I understand Dale, We both want the best for the area and for our children and grandchildren who live here, and we both worry about the future.    Dr Judy



Posted by: Ed Allen | May 08, 2018 19:00

BANG !!!! Rockland you can't have to many feet left to shoot off



Posted by: judith wenzel andersen | May 08, 2018 09:52

What seems to be lost in many of these responses is the Impact that Megaships will have on the entire county, not just Rockland. Many of us who signed the petition, who live in Knox County, support local businesses all year  round and volunteer in Rockland. The city  has the power and the responsibility to make an important decision which will affect all of us, not just Rockland and the future will be grim if the city succumbs to the false hope that these ships will improve the general well being and economy of the area. Just talk to year- round residents of Bar Harbor or Ketchikan, Alaska, and you might have a shock; Or take a summer stroll in Bar Harbor when two megaships are there.

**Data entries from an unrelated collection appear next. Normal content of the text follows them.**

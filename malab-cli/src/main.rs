//! MALab CLI — run a moving-average-crossover backtest over a CSV of
//! daily closes and report the standard performance metrics.
//!
//! Either point it at a TOML config file or give the price CSV and
//! parameters directly:
//!
//! ```text
//! malab --config run.toml
//! malab --prices data/crude_oil_daily.csv --short-window 5 --long-window 10
//! ```

use anyhow::{bail, Result};
use clap::Parser;
use malab_runner::{print_summary, run_backtest, save_artifacts, RunConfig};
use std::path::PathBuf;

#[derive(Parser)]
#[command(
    name = "malab",
    about = "MALab — moving-average crossover backtester"
)]
struct Cli {
    /// Path to a TOML config file. Mutually exclusive with --prices.
    #[arg(long)]
    config: Option<PathBuf>,

    /// CSV of daily closes (Date,Close columns).
    #[arg(long)]
    prices: Option<PathBuf>,

    /// Short SMA window in bars.
    #[arg(long, default_value_t = malab_runner::config::DEFAULT_SHORT_WINDOW)]
    short_window: usize,

    /// Long SMA window in bars.
    #[arg(long, default_value_t = malab_runner::config::DEFAULT_LONG_WINDOW)]
    long_window: usize,

    /// Starting capital for the simulated account.
    #[arg(long, default_value_t = malab_core::DEFAULT_INITIAL_CAPITAL)]
    capital: f64,

    /// If set, write trades.csv and report.json here.
    #[arg(long)]
    output_dir: Option<PathBuf>,
}

fn main() -> Result<()> {
    let cli = Cli::parse();

    if cli.config.is_some() && cli.prices.is_some() {
        bail!("--config and --prices are mutually exclusive");
    }

    let config = if let Some(path) = &cli.config {
        RunConfig::from_file(path)?
    } else if let Some(prices) = cli.prices {
        let mut config = RunConfig::new(prices);
        config.strategy.short_window = cli.short_window;
        config.strategy.long_window = cli.long_window;
        config.backtest.initial_capital = cli.capital;
        config
    } else {
        bail!("one of --config or --prices is required");
    };

    let result = run_backtest(&config)?;
    print_summary(&result);

    if let Some(output_dir) = &cli.output_dir {
        let dir = save_artifacts(&result, output_dir)?;
        println!("Artifacts saved to: {}", dir.display());
    }

    Ok(())
}
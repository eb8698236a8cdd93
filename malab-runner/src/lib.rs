//! MALab Runner — everything around the core: price loading, the SMA
//! crossover signal pipeline, run orchestration, and report output.
//!
//! The core consumes `(date, price, signal)` observations and knows
//! nothing about files or indicators; this crate is the collaborator that
//! produces those observations from a CSV of daily closes and renders the
//! resulting metrics report.

pub mod config;
pub mod data;
pub mod pipeline;
pub mod report;
pub mod runner;

pub use config::{ConfigError, RunConfig};
pub use data::{load_prices, LoadError, PriceBar};
pub use pipeline::{crossover_observations, PipelineError};
pub use report::{print_summary, save_artifacts};
pub use runner::{run_backtest, BacktestResult, RunError};
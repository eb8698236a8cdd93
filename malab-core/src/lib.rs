//! MALab Core — the MA-crossover backtest engine.
//!
//! This crate contains the heart of the backtester:
//! - Domain types (observations, signals, positions, trades, the ledger)
//! - The signal-to-trade simulator: a single-pass state machine that turns
//!   directional signals into closed trades with realized profit
//! - The metrics engine: five independent summary statistics over the
//!   trade ledger
//!
//! The core has no I/O. Upstream it consumes an ordered stream of
//! `(date, price, signal)` observations produced by an external indicator
//! stage; downstream it hands a read-only ledger to the metrics engine.

pub mod domain;
pub mod metrics;
pub mod simulator;

pub use domain::{Observation, Position, Signal, Trade, TradeLedger};
pub use metrics::{MetricError, MetricsReport};
pub use simulator::{simulate, SimConfig, SimError, SimResult, DEFAULT_INITIAL_CAPITAL};
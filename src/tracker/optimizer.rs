//! TTL Optimization Rules
//!
//! Turns a key's access interval and freshness ratio into a proposed TTL.

use serde::Serialize;

use crate::cache::{MINUTE_MS, SECOND_MS};

/// Below this average interval a key counts as frequently read.
pub const FREQUENT_INTERVAL_MS: f64 = (5 * MINUTE_MS) as f64;
/// Above this average interval a key counts as rarely read.
pub const RARE_INTERVAL_MS: f64 = (15 * MINUTE_MS) as f64;
/// Below this average interval the data is treated as volatile.
pub const VOLATILE_INTERVAL_MS: f64 = MINUTE_MS as f64;

pub const HIGH_FRESHNESS: f64 = 0.8;
pub const LOW_FRESHNESS: f64 = 0.3;

pub const MAX_OPTIMAL_TTL_MS: u64 = 30 * MINUTE_MS;
pub const MIN_OPTIMAL_TTL_MS: u64 = MINUTE_MS;
pub const MIN_VOLATILE_TTL_MS: u64 = 30 * SECOND_MS;

/// Recommendations moving the TTL by this many percent or less are noise.
pub const NOISE_FLOOR_PERCENT: f64 = 10.0;

// == Optimal TTL ==
/// Proposes a TTL for a key.
///
/// Frequently read and fresh keys grow their TTL by half, capped at 30
/// minutes. Rarely read and stale keys shrink it by 30%, floored at one
/// minute. The volatile rule is checked last and overrides either of those
/// whenever it matches.
pub fn optimal_ttl(current_ttl_ms: u64, average_interval_ms: f64, freshness_ratio: f64) -> u64 {
    let current = current_ttl_ms as f64;

    let mut optimal = if average_interval_ms < FREQUENT_INTERVAL_MS && freshness_ratio > HIGH_FRESHNESS
    {
        (current * 1.5).round().min(MAX_OPTIMAL_TTL_MS as f64) as u64
    } else if average_interval_ms > RARE_INTERVAL_MS && freshness_ratio < LOW_FRESHNESS {
        (current * 0.7).round().max(MIN_OPTIMAL_TTL_MS as f64) as u64
    } else {
        current_ttl_ms
    };

    if average_interval_ms < VOLATILE_INTERVAL_MS {
        optimal = (average_interval_ms * 2.0)
            .round()
            .max(MIN_VOLATILE_TTL_MS as f64) as u64;
    }

    optimal
}

// == Optimization ==
/// Latest TTL proposal for one key. Recomputed in place on every access.
#[derive(Debug, Clone, PartialEq, Serialize)]
pub struct Optimization {
    pub current_ttl: u64,
    pub optimal_ttl: u64,
    pub average_interval_ms: f64,
    pub freshness_ratio: f64,
    pub computed_at: u64,
    /// Set by `apply_optimizations`, cleared by the next recomputation
    pub applied_at: Option<u64>,
}

impl Optimization {
    /// Signed change from the current TTL, in percent.
    pub fn percent_change(&self) -> f64 {
        if self.current_ttl == 0 {
            return 0.0;
        }
        (self.optimal_ttl as f64 - self.current_ttl as f64) / self.current_ttl as f64 * 100.0
    }
}

// == Recommendation ==
/// An optimization that clears the noise floor.
#[derive(Debug, Clone, PartialEq, Serialize)]
pub struct Recommendation {
    pub key: String,
    pub current_ttl: u64,
    pub optimal_ttl: u64,
    pub average_interval_ms: f64,
    pub freshness_ratio: f64,
    pub computed_at: u64,
    pub percent_change: f64,
}

impl Recommendation {
    /// Builds a recommendation, or None if the change is within the noise floor.
    pub fn from_optimization(key: &str, optimization: &Optimization) -> Option<Self> {
        let percent_change = optimization.percent_change();
        if percent_change.abs() <= NOISE_FLOOR_PERCENT {
            return None;
        }

        Some(Self {
            key: key.to_string(),
            current_ttl: optimization.current_ttl,
            optimal_ttl: optimization.optimal_ttl,
            average_interval_ms: optimization.average_interval_ms,
            freshness_ratio: optimization.freshness_ratio,
            computed_at: optimization.computed_at,
            percent_change,
        })
    }
}
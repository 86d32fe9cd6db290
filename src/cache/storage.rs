//! Storage Medium Module
//!
//! The persistent key/value medium the store writes into. Several namespaces
//! may share one medium, so implementations take `&self` and synchronize
//! internally.

use std::collections::HashMap;
use std::fmt::Debug;
use std::sync::{Mutex, MutexGuard, PoisonError};

use crate::error::StorageError;

// == Storage Medium ==
/// String-keyed, string-valued persistent storage.
pub trait StorageMedium: Debug + Send + Sync + 'static {
    /// Returns the raw value stored under `key`.
    fn get_item(&self, key: &str) -> Option<String>;

    /// Stores `value` under `key`. On error the previous value is untouched.
    fn set_item(&self, key: &str, value: String) -> Result<(), StorageError>;

    /// Byte length of the value under `key`.
    fn item_len(&self, key: &str) -> Option<usize> {
        self.get_item(key).map(|value| value.len())
    }

    /// Removes `key`. Removing an absent key succeeds.
    fn remove_item(&self, key: &str) -> Result<(), StorageError>;

    /// Returns every key currently stored, across all namespaces.
    fn keys(&self) -> Vec<String>;
}

// == Memory Storage ==
/// In-process medium with an optional platform quota.
///
/// The quota counts key and value bytes of every item, whichever namespace
/// wrote it.
#[derive(Debug, Default)]
pub struct MemoryStorage {
    items: Mutex<HashMap<String, String>>,
    quota_bytes: Option<usize>,
}

impl MemoryStorage {
    /// Creates an unbounded medium.
    pub fn new() -> Self {
        Self::default()
    }

    /// Creates a medium that rejects writes past `quota_bytes`.
    pub fn with_quota(quota_bytes: usize) -> Self {
        Self {
            items: Mutex::new(HashMap::new()),
            quota_bytes: Some(quota_bytes),
        }
    }

    /// Bytes used by all items.
    pub fn used_bytes(&self) -> usize {
        self.lock().iter().map(|(k, v)| k.len() + v.len()).sum()
    }

    /// Number of items across all namespaces.
    pub fn len(&self) -> usize {
        self.lock().len()
    }

    pub fn is_empty(&self) -> bool {
        self.lock().is_empty()
    }

    fn lock(&self) -> MutexGuard<'_, HashMap<String, String>> {
        self.items.lock().unwrap_or_else(PoisonError::into_inner)
    }
}

impl StorageMedium for MemoryStorage {
    fn get_item(&self, key: &str) -> Option<String> {
        self.lock().get(key).cloned()
    }

    fn item_len(&self, key: &str) -> Option<usize> {
        self.lock().get(key).map(String::len)
    }

    fn set_item(&self, key: &str, value: String) -> Result<(), StorageError> {
        let mut items = self.lock();

        if let Some(quota) = self.quota_bytes {
            let used: usize = items
                .iter()
                .filter(|(k, _)| k.as_str() != key)
                .map(|(k, v)| k.len() + v.len())
                .sum();
            let needed = key.len() + value.len();
            if used + needed > quota {
                return Err(StorageError::QuotaExceeded {
                    needed,
                    available: quota.saturating_sub(used),
                });
            }
        }

        items.insert(key.to_string(), value);
        Ok(())
    }

    fn remove_item(&self, key: &str) -> Result<(), StorageError> {
        self.lock().remove(key);
        Ok(())
    }

    fn keys(&self) -> Vec<String> {
        self.lock().keys().cloned().collect()
    }
}

// == Unit Tests ==
#[cfg(test)]
mod tests {
    use super::*;

    #[test]
    fn test_set_get_remove() {
        let storage = MemoryStorage::new();

        storage.set_item("a", "1".to_string()).unwrap();
        assert_eq!(storage.get_item("a"), Some("1".to_string()));

        storage.remove_item("a").unwrap();
        assert_eq!(storage.get_item("a"), None);

        // Absent key
        assert!(storage.remove_item("a").is_ok());
    }

    #[test]
    fn test_quota_rejects_and_keeps_old_value() {
        let storage = MemoryStorage::with_quota(10);

        storage.set_item("k", "1234".to_string()).unwrap();
        let err = storage.set_item("k", "x".repeat(20)).unwrap_err();

        assert!(matches!(err, StorageError::QuotaExceeded { needed: 21, .. }));
        assert_eq!(storage.get_item("k"), Some("1234".to_string()));
    }

    #[test]
    fn test_quota_ignores_replaced_value() {
        let storage = MemoryStorage::with_quota(10);

        storage.set_item("k", "123456789".to_string()).unwrap();
        // Replacing the value frees the old bytes first
        storage.set_item("k", "987654321".to_string()).unwrap();

        assert_eq!(storage.used_bytes(), 10);
    }

    #[test]
    fn test_item_len() {
        let storage = MemoryStorage::new();
        storage.set_item("k", "12345".to_string()).unwrap();

        assert_eq!(storage.item_len("k"), Some(5));
        assert_eq!(storage.item_len("missing"), None);
    }

    #[test]
    fn test_keys_span_namespaces() {
        let storage = MemoryStorage::new();
        storage.set_item("one:a", "1".to_string()).unwrap();
        storage.set_item("two:a", "2".to_string()).unwrap();

        let mut keys = storage.keys();
        keys.sort();
        assert_eq!(keys, vec!["one:a", "two:a"]);
        assert_eq!(storage.len(), 2);
    }
}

Please do not dismiss the people who are opposed as "tree huggers," "artists," or "money people."   We are a diverse group of people who care deeply about Maine and its future, some of us have spent much of our life here working for the common good. We deserve to be heard.

Judith Andersen, M.D.



Posted by: Jeff Sukeforth | May 08, 2018 08:44

And all things old are new again. It wasn't long ago that Rockland folks were whining about lack of tourism dollars, had to fix up the downtown to get folks back to spend those dollars and cruise ships what a great idea it was. Get those floating money stacks in and Rockland would have a captive audience for dollars.  Now a petition that floats around the room, but wait only 80 people from Rockland signed it, but so many from other locales. It would seem 80 people is a minor figure considering there are many more taxpayers on the rolls.  I honestly cannot understand the comment that the size of the ship is directly correlated to the culture of the city.  Folks you can't have it both ways, whether you want the tourists and their dollars which come ashore from these ships or you don't care if that revenue is lost.



Posted by: Gerald A Weinand | May 08, 2018 06:58

All this while the Master Plan for the Tillson Avenue area continues to sit on a shelf in the City Manager's office - SEVEN years since it was drafted by the Comprehensive Planning Commission. When will the City Council begin to implement it?

It's a great plan - check it out:

https://docs.google.com/file/d/0B8pbdW1TPwg0eDR1bWRYZ3JhU28/view?rm=minimal



Posted by: Lynne A Barnard | May 07, 2018 21:08

It should also be noted that not one single representative from the Cruise Industry or the Chamber of Commerce seemed to be in attendance at this evening's City Council meeting even though there has been plenty of advance notice that this Petition was going to be presented at this official and very public meeting in the CC Chambers on this particular date.  Amy Files made a really good suggestion -- just stop making contracts/reservations with the Cruise Lines that are floating these behemoths.